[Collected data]
-.-.-
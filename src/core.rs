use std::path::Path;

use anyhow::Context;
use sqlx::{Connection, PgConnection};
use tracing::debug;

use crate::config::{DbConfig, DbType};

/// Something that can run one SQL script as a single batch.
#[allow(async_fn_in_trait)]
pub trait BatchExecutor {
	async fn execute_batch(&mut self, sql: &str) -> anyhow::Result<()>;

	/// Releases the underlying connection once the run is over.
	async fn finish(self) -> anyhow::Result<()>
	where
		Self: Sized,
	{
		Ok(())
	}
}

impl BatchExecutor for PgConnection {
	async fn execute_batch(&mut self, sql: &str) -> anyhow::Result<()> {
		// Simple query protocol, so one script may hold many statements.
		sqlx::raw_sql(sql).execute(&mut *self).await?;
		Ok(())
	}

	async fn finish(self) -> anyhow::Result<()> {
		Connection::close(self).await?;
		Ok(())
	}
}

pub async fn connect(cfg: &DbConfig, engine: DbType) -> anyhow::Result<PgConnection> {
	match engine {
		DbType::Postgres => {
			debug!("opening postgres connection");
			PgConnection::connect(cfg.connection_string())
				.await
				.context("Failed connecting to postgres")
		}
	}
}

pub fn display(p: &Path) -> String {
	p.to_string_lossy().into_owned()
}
-.-.-
> _What you have to do_:
Your answer should consist of the lines above that hold the word "script", copied exactly.

> _Task response_:
/// Something that can run one SQL script as a single batch.
		// Simple query protocol, so one script may hold many statements.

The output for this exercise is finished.